Patrick Mulder

122 Chapter 4 Burn Injury Is Associated With A Large, Continuous Surge of Immature Neutrophils, Classical and Non-Classical Monocytes To further explore the effect of severe burn injury on systemic granulocyte and monocyte subsets in time, we performed an unsupervised analysis using Flow Self-Organizing Map clustering (FlowSOM) (Figure 2). We used data from flow cytometry stainings of 7 patients from which samples of all time points were available. The FlowSOM cluster structure was determined based on all data from these patients and 10 healthy controls. We could define 5 main cell clusters: CD10dim neutrophils (nodes 8–13), CD10bright neutrophils (nodes 2–7), CD16¯ granulocytes (including eosinophils; node 14), classical CD14brightCD16¯ monocytes (node 16) and non-classical CD14dimCD16+ monocytes (node 1) (Figure 2A). Then, we analyzed the composition of these clusters in burn patients over time. CD10 was previously associated with the maturation stages of neutrophils [23–25]. In the first week post burn, the three mature (CD10bright) neutrophil populations (nodes 3–5) were hardly present and the majority of neutrophils was immature (CD10dim).
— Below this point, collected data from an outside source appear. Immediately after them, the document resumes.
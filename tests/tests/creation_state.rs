use pretty_assertions::assert_eq;
use resultmap::{
    dynamic::{DynamicResultBuilderEntityStandard, FetchBuilderMap},
    engine::{CreationState, ExplicitFetchResolver, SelectionKey},
    Error,
};
use resultmap_core::schema::db;
use tests::*;

#[test]
fn fetch_resolvers_nest_and_unwind() {
    let schema = order_schema();
    let metadata = order_columns();
    let outer = FetchBuilderMap::new();
    let inner = FetchBuilderMap::new();

    let mut state = CreationState::new(&schema, &metadata);
    assert_eq!(state.fetch_resolver_depth(), 0);

    let depth = state
        .with_fetch_resolver(ExplicitFetchResolver::new(Some(&outer), Some("o")), |state| {
            state.with_fetch_resolver(ExplicitFetchResolver::new(Some(&inner), None), |state| {
                Ok(state.fetch_resolver_depth())
            })
        })
        .unwrap();

    assert_eq!(depth, 2);
    assert_eq!(state.fetch_resolver_depth(), 0);
}

#[test]
fn fetch_resolver_is_popped_on_error() {
    let schema = order_schema();
    let metadata = order_columns();

    let mut state = CreationState::new(&schema, &metadata);

    let err = assert_err!(state.with_fetch_resolver(
        ExplicitFetchResolver::new(None, Some("o")),
        |_| -> resultmap::Result<()> { Err(Error::illegal_state("boom")) },
    ));
    assert!(err.is_illegal_state());
    assert_eq!(state.fetch_resolver_depth(), 0);
}

#[test]
fn entity_build_leaves_no_resolver_behind() {
    let schema = order_schema();
    let metadata = order_columns();
    let builder = DynamicResultBuilderEntityStandard::new(&schema, "Order", "o").unwrap();

    let mut state = CreationState::new(&schema, &metadata);
    let result = builder.build_result(&mut state).unwrap();

    assert_eq!(state.fetch_resolver_depth(), 0);
    assert_eq!(state.from_clause().find_by_alias("o"), Some(result.table_group));
}

#[test]
fn explicit_selections_win_over_later_lookups() {
    let schema = order_schema();
    let order = schema.entity_named("Order").unwrap();
    let metadata = metadata(&[
        ("ORDER_ID", db::Type::BigInt),
        ("OID", db::Type::BigInt),
    ]);

    let mut state = CreationState::new(&schema, &metadata);
    let path = resultmap_core::stmt::NavigablePath::with_alias("Order", "o");
    let group = state.create_root_table_group(&path, order.id, Some("o"));

    // Creating the same path again returns the existing group
    assert_eq!(state.create_root_table_group(&path, order.id, Some("o")), group);

    let column = order_id_column(&schema);
    assert_eq!(state.resolve_explicit_selection(group, column, "OID").unwrap(), 1);
    assert_eq!(state.resolve_column_selection(group, column).unwrap(), 1);

    let selection = state
        .find_selection(&SelectionKey::Column {
            table_group: group,
            column,
        })
        .unwrap();
    assert_eq!(selection.column_name, "OID");
    assert_eq!(selection.jdbc_position, 2);
}

#[test]
fn aliased_columns_report_the_missing_index() {
    let schema = order_schema();
    let order = schema.entity_named("Order").unwrap();
    let metadata = order_columns();

    let mut state = CreationState::new(&schema, &metadata);
    let path = resultmap_core::stmt::NavigablePath::with_alias("Order", "o");
    let group = state.create_root_table_group(&path, order.id, Some("o"));

    let column = order_id_column(&schema);
    let err = assert_err!(state.resolve_aliased_columns(group, &[column, column], &["ORDER_ID".to_string()], "id"));
    assert!(err.is_column_index_out_of_range());
}

fn order_id_column(schema: &resultmap_core::Schema) -> db::ColumnId {
    match &fetchable(schema, "Order", "id").kind {
        resultmap_core::schema::FetchableKind::Basic(basic) => basic.column,
        kind => panic!("unexpected identifier kind {kind:?}"),
    }
}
From week 2 onward, mature CD10bright neutrophils reappeared, while immature CD10dim neutrophil numbers declined, but remained elevated for the remaining period of the study. The number of CD16¯ granulocytes slightly decreased in week 1 and returned to the level of healthy controls in week 2. Burn injury caused a shift toward more classical CD14brightCD16¯ monocytes and the elevated level of this subtype persisted for the whole study period.